Report only how many lines below include "usize".

The data:
□ □ □ □

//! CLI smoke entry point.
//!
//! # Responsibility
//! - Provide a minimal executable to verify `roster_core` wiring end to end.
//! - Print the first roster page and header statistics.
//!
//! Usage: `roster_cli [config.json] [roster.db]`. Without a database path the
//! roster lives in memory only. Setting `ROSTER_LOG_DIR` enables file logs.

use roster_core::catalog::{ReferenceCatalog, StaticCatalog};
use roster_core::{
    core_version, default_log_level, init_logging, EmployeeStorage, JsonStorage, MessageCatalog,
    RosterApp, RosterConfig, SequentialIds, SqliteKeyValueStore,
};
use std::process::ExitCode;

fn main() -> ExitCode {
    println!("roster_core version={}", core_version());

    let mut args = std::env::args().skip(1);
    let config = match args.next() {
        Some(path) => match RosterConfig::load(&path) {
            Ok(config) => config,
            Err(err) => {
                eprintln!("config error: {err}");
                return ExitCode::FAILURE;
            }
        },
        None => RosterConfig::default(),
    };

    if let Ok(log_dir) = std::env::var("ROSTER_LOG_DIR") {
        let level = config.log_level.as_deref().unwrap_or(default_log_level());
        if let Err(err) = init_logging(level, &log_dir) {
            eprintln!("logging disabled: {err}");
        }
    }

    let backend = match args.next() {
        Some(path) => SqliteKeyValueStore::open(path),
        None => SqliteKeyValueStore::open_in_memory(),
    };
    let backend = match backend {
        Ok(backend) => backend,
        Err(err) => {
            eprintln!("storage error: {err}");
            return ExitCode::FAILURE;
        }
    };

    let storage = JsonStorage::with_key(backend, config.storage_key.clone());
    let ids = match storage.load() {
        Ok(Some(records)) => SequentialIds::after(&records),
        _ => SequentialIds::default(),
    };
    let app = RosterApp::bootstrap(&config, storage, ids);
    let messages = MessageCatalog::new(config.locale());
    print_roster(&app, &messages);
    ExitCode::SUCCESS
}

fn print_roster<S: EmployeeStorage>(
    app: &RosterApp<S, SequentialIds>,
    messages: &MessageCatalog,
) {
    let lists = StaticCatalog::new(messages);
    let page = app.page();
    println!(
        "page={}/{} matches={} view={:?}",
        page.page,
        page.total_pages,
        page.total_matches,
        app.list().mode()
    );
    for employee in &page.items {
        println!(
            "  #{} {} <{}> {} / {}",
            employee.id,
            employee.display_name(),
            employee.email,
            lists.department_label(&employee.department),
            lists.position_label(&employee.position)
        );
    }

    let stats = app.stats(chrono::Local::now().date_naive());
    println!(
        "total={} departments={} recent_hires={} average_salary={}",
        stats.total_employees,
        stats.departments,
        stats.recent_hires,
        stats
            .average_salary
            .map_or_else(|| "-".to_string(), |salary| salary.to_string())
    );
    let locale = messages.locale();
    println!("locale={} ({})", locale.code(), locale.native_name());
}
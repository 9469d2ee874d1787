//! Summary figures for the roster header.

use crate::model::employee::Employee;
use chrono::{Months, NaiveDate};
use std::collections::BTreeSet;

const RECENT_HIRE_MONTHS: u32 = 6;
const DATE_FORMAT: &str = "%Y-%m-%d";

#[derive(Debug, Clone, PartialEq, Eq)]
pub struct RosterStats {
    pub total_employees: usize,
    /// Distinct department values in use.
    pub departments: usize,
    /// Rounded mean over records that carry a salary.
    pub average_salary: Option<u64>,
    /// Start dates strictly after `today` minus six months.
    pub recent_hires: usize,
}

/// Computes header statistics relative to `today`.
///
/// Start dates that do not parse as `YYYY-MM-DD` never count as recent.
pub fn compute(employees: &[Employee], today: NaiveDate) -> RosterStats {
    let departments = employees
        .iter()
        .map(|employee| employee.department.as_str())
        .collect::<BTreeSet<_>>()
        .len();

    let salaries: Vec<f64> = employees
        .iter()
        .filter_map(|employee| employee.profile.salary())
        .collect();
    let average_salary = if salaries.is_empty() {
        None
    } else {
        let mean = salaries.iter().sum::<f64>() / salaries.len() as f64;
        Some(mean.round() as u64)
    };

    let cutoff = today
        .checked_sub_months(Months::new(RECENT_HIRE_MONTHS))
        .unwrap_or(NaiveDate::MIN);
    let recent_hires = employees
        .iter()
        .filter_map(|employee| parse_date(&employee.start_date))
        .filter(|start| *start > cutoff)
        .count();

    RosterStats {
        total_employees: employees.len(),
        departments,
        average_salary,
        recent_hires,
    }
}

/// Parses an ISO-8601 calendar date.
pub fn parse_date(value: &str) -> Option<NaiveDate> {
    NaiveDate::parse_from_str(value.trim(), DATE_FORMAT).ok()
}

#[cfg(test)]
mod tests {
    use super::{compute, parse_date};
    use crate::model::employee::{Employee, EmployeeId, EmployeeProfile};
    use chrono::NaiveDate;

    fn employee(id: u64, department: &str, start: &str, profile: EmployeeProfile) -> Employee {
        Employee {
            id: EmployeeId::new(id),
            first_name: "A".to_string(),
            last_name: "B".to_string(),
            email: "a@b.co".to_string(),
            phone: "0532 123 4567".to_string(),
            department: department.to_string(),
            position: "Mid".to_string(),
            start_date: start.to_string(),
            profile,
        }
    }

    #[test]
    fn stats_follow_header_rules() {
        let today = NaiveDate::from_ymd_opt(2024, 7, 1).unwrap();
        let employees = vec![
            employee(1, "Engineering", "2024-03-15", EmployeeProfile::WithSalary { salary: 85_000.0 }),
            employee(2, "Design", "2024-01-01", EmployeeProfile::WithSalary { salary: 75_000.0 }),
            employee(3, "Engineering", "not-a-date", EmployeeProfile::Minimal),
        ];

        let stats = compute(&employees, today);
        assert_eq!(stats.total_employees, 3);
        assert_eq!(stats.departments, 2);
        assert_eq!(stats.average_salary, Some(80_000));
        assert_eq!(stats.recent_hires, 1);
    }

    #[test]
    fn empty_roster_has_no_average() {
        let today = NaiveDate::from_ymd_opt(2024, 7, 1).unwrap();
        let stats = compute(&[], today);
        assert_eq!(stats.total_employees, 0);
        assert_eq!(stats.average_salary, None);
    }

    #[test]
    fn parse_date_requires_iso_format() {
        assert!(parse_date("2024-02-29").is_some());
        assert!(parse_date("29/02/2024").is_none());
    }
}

□ □ □ □

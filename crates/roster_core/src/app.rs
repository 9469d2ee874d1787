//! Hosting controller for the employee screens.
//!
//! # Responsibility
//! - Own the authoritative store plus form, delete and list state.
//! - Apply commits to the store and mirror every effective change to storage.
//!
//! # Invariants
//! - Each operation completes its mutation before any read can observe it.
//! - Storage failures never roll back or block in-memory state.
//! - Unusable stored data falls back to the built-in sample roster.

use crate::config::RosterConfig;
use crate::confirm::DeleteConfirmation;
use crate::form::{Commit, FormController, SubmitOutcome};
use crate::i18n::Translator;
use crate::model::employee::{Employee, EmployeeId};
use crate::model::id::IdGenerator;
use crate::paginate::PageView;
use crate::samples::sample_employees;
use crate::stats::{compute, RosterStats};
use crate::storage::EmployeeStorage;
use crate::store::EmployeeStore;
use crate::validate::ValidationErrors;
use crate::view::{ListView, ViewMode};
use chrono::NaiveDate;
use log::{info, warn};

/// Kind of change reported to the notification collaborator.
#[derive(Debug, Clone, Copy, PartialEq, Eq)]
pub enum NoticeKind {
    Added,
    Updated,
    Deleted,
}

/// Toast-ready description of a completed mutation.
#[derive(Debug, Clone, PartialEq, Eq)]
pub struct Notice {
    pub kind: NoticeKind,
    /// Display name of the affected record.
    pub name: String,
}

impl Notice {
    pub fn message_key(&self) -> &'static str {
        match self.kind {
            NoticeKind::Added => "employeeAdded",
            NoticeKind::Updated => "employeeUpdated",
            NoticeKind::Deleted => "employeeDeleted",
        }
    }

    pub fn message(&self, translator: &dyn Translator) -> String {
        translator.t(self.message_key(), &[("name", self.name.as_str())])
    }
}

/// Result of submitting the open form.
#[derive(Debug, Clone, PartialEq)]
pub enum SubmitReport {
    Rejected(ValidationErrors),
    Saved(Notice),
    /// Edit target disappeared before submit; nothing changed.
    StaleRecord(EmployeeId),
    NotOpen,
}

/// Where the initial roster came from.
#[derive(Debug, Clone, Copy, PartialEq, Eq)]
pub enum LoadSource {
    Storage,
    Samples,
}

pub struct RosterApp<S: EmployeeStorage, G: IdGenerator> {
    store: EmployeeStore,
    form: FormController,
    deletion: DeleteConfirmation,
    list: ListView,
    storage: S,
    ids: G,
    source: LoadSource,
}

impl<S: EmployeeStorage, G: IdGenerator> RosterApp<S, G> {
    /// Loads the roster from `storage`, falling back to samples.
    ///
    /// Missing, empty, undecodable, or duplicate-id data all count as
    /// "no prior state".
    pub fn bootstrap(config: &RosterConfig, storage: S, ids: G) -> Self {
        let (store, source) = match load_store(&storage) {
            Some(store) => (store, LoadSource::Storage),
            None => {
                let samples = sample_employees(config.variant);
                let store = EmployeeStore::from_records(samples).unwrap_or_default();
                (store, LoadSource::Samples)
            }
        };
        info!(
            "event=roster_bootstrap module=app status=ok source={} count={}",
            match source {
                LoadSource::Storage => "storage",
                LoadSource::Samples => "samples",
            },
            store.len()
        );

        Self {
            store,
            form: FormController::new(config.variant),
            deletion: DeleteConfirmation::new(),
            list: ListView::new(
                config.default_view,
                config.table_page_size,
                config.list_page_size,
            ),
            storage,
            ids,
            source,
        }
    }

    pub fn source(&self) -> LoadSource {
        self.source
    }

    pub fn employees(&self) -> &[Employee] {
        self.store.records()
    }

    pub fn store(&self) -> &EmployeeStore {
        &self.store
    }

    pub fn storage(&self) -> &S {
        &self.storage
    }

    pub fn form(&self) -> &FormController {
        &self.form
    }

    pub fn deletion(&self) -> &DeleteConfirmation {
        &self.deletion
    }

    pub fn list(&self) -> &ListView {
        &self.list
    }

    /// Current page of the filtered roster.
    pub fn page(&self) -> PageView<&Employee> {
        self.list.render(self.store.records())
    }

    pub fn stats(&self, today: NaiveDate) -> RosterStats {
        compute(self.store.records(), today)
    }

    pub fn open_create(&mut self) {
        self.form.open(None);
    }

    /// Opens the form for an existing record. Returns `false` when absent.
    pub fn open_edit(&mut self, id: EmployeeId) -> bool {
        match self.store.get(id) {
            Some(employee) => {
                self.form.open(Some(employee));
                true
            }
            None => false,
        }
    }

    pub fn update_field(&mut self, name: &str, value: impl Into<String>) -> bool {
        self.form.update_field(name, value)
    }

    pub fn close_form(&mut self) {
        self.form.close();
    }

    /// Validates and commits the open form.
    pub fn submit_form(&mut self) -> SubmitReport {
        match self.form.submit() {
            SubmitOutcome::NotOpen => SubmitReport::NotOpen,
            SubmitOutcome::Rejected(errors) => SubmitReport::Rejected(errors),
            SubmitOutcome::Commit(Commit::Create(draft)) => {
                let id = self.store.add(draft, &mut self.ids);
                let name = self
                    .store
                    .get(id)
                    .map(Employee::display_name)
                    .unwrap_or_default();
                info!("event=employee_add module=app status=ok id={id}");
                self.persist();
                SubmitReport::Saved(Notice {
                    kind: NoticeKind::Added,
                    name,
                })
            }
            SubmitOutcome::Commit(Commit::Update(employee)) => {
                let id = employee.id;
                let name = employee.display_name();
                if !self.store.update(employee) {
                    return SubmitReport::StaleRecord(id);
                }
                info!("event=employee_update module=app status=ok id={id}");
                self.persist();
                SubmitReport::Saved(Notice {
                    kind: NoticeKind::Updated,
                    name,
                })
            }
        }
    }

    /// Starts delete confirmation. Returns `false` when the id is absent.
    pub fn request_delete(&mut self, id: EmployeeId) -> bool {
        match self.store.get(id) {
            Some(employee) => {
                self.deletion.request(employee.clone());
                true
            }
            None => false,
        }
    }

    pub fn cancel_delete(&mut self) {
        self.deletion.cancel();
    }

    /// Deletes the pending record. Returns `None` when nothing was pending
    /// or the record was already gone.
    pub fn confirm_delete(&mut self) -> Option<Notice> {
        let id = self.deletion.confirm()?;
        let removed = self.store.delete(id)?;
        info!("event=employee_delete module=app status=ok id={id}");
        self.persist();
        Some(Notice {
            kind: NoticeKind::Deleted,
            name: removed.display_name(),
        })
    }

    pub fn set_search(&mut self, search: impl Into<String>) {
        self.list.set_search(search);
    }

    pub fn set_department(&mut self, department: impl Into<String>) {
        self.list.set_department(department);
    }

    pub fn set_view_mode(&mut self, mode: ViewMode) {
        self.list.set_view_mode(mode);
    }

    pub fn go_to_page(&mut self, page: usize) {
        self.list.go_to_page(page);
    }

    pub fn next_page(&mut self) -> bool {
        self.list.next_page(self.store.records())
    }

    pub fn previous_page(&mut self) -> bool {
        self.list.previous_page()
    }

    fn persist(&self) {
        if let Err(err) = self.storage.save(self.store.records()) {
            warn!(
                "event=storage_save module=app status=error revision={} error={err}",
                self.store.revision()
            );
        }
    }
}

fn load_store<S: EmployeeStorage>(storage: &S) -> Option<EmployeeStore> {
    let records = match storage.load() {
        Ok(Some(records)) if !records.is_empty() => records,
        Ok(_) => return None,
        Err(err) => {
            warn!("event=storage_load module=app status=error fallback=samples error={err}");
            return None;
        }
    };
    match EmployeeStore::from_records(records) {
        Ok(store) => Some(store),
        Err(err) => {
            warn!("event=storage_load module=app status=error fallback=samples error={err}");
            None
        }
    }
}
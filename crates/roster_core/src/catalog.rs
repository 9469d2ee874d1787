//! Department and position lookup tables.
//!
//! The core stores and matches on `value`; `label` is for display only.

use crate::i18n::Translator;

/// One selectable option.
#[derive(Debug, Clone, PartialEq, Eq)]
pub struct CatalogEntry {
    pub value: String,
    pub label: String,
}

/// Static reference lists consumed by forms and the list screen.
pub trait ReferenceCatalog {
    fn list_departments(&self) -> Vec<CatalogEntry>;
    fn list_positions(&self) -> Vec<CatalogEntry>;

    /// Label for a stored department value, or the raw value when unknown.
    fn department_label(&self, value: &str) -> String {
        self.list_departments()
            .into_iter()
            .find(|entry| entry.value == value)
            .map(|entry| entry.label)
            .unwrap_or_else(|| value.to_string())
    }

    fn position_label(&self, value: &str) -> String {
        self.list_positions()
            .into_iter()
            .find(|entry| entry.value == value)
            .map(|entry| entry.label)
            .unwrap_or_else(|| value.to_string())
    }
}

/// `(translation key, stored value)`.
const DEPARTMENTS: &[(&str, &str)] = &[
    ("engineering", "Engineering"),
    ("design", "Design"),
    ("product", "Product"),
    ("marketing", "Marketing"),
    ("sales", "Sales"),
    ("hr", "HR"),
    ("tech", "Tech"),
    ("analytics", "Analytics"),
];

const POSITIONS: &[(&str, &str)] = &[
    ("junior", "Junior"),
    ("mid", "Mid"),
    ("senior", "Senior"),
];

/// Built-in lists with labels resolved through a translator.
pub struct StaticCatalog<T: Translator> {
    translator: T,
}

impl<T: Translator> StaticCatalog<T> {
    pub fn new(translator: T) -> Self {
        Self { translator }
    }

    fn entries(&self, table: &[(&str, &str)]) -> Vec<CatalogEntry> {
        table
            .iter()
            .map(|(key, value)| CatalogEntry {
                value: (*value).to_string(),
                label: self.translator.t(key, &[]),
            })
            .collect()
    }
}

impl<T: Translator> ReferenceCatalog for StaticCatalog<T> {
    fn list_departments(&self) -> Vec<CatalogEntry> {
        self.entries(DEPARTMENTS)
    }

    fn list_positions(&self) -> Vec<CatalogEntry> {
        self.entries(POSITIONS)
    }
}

□ □ □ □

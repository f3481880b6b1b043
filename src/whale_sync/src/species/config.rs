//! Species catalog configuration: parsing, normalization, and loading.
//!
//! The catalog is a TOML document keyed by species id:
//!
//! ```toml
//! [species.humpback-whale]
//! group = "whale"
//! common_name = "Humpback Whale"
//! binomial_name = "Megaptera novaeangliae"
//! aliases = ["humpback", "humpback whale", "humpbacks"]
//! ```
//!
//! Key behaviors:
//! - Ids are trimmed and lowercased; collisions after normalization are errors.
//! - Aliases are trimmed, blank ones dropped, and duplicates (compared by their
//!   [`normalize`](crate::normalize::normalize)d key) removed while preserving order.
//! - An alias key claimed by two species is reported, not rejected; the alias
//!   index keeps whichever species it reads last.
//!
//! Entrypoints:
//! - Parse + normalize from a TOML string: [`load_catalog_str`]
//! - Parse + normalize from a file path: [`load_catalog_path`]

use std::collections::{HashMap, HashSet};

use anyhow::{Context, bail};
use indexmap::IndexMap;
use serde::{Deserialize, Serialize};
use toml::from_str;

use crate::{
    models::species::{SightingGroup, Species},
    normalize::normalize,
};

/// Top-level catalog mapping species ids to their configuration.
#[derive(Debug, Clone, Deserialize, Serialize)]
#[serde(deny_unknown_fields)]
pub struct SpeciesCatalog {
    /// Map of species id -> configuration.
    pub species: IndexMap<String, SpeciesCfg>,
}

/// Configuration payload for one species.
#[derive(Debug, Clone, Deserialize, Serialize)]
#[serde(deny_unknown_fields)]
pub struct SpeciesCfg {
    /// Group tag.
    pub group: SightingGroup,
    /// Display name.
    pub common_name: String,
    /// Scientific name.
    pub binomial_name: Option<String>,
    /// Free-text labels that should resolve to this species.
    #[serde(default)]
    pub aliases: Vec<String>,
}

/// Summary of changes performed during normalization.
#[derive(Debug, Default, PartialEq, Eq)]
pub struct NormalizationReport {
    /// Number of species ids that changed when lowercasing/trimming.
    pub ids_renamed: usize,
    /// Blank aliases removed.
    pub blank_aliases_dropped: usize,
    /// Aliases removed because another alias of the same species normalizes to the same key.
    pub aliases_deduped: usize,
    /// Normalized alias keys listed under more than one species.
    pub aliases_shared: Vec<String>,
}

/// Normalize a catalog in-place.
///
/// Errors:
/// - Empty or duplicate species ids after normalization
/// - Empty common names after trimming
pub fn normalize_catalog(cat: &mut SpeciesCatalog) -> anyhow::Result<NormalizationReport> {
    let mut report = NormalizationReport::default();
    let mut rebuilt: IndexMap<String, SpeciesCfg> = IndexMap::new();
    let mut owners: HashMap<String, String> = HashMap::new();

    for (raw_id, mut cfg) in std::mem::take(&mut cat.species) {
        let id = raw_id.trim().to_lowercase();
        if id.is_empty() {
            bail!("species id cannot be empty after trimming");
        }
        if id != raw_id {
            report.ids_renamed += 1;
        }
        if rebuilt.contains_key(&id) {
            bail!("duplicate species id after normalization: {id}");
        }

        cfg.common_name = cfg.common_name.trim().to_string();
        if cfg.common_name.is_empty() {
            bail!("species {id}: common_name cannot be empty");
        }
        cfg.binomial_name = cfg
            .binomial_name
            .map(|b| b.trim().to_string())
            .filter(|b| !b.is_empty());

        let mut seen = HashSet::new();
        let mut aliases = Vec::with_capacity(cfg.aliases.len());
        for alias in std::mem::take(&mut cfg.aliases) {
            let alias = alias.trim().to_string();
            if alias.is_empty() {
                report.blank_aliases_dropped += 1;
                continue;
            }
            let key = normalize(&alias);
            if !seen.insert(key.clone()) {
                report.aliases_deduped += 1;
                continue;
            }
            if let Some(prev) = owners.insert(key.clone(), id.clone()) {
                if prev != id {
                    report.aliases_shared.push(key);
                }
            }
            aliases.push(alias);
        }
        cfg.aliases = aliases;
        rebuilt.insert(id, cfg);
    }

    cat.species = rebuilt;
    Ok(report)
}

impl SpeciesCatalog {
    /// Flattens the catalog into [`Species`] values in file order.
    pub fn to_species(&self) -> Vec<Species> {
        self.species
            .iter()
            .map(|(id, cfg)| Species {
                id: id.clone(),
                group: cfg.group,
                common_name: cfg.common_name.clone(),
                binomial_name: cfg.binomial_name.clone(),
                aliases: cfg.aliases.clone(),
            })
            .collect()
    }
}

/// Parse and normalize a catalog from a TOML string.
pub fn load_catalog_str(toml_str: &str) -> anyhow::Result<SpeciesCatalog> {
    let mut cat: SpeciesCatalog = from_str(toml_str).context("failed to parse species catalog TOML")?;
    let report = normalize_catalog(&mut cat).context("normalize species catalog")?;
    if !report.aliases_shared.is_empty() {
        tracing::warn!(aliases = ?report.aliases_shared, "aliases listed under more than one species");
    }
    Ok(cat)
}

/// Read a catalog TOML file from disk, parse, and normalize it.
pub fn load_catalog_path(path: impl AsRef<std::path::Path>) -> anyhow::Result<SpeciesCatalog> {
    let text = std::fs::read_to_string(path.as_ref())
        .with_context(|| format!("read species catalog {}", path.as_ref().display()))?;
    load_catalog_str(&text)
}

□ □ □ □

Answer to this exercise:
7